SEC announcement ·  May 15 05:15
Summary by Futu AI
Jet.AI Inc. (JETAI) announced the completion of a private placement transaction with Ionic Ventures, LLC, resulting in the issuance of Series B Convertible Preferred Stock, a warrant to purchase additional Series B Preferred Stock, and common stock. The transaction, which closed on March 29, 2024, is subject to stockholder approval to remove an exchange limitation that restricts the conversion of Series B Preferred Stock into common stock beyond 19.9% of outstanding shares. The approval is sought in accordance with Nasdaq Listing Rules 5635(d) and 5635(b), which require stockholder approval for issuances exceeding 20% of outstanding shares at a price less than the minimum price, or that may result in a change of control. The transaction aims to provide Jet.AI with capital for business growth, and the company has entered into agreements, including a registration rights agreement, to facilitate the transaction. The Board has also proposed an amendment to increase authorized common stock from 55,000,000 to 110,000,000 shares to support future growth and capital raising efforts.

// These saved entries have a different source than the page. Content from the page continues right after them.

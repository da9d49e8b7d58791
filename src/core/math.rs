// Math utilities and helper shapes

use glam::IVec2;

/// Integer circle in screen space, used for cheap overlap checks
#[derive(Debug, Clone, Copy, Default, PartialEq, Eq, Hash)]
pub struct Circle {
    pub x: i32,
    pub y: i32,
    pub radius: i32,
}

impl Circle {
    /// Circle at the origin with a radius of 0
    pub const EMPTY: Circle = Circle {
        x: 0,
        y: 0,
        radius: 0,
    };

    pub fn new(x: i32, y: i32, radius: i32) -> Self {
        Self { x, y, radius }
    }

    pub fn from_location(location: IVec2, radius: i32) -> Self {
        Self::new(location.x, location.y, radius)
    }

    /// Center of the circle
    pub fn location(&self) -> IVec2 {
        IVec2::new(self.x, self.y)
    }

    pub fn is_empty(&self) -> bool {
        *self == Self::EMPTY
    }

    pub fn top(&self) -> i32 {
        self.y - self.radius
    }

    pub fn bottom(&self) -> i32 {
        self.y + self.radius
    }

    pub fn left(&self) -> i32 {
        self.x - self.radius
    }

    pub fn right(&self) -> i32 {
        self.x + self.radius
    }

    /// Check if two circles overlap (touching edges don't count)
    /// Any i32 coordinates and radii are valid; the math is done in i128
    pub fn intersects(&self, other: &Circle) -> bool {
        let radii = self.radius as i128 + other.radius as i128;
        let dx = self.x as i128 - other.x as i128;
        let dy = self.y as i128 - other.y as i128;
        dx * dx + dy * dy < radii * radii
    }
}

#[cfg(test)]
mod tests {
    use super::*;

    #[test]
    fn test_overlapping_circles() {
        let a = Circle::new(0, 0, 10);
        let b = Circle::new(15, 0, 10);
        assert!(a.intersects(&b));
        assert!(b.intersects(&a));
    }

    #[test]
    fn test_touching_circles_do_not_intersect() {
        let a = Circle::new(0, 0, 5);
        let b = Circle::new(6, 8, 5); // distance 10 == radius sum
        assert!(!a.intersects(&b));
    }

    #[test]
    fn test_distant_circles() {
        let a = Circle::from_location(IVec2::new(-20, -20), 3);
        let b = Circle::new(20, 20, 3);
        assert!(!a.intersects(&b));
    }

    #[test]
    fn test_huge_values_do_not_overflow() {
        let a = Circle::new(0, 0, i32::MAX);
        let b = Circle::new(10, 10, i32::MAX);
        assert!(a.intersects(&b));

        let far_left = Circle::new(i32::MIN, i32::MIN, 1);
        let far_right = Circle::new(i32::MAX, i32::MAX, 1);
        assert!(!far_left.intersects(&far_right));
    }

    #[test]
    fn test_edges() {
        let circle = Circle::new(10, 20, 5);
        assert_eq!(circle.top(), 15);
        assert_eq!(circle.bottom(), 25);
        assert_eq!(circle.left(), 5);
        assert_eq!(circle.right(), 15);
        assert_eq!(circle.location(), IVec2::new(10, 20));
    }

    #[test]
    fn test_empty() {
        assert!(Circle::EMPTY.is_empty());
        assert!(Circle::default().is_empty());
        assert!(!Circle::new(0, 0, 1).is_empty());
    }
}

Jet.AI Inc. (JETAI) announced the completion of a private placement transaction with Ionic Ventures, LLC, resulting in the issuance of Series B Convertible Preferred Stock, a warrant to purchase additional Series B Preferred Stock, and common stock. The transaction, which closed on March 29, 2024, is subject to stockholder approval to remove an exchange limitation that restricts the conversion of Series B Preferred Stock into common stock beyond 19.9% of outstanding shares. The approval is sought in accordance with Nasdaq Listing Rules 5635(d) and 5635(b), which require stockholder approval for issuances exceeding 20% of outstanding shares at a price less than the minimum price, or that may result in a change of control. The transaction aims to provide Jet.AI with capital for business growth, and the company has entered into agreements, including a registration rights agreement, to facilitate the transaction. The Board has also proposed an amendment to increase authorized common stock from 55,000,000 to 110,000,000 shares to support future growth and capital raising efforts.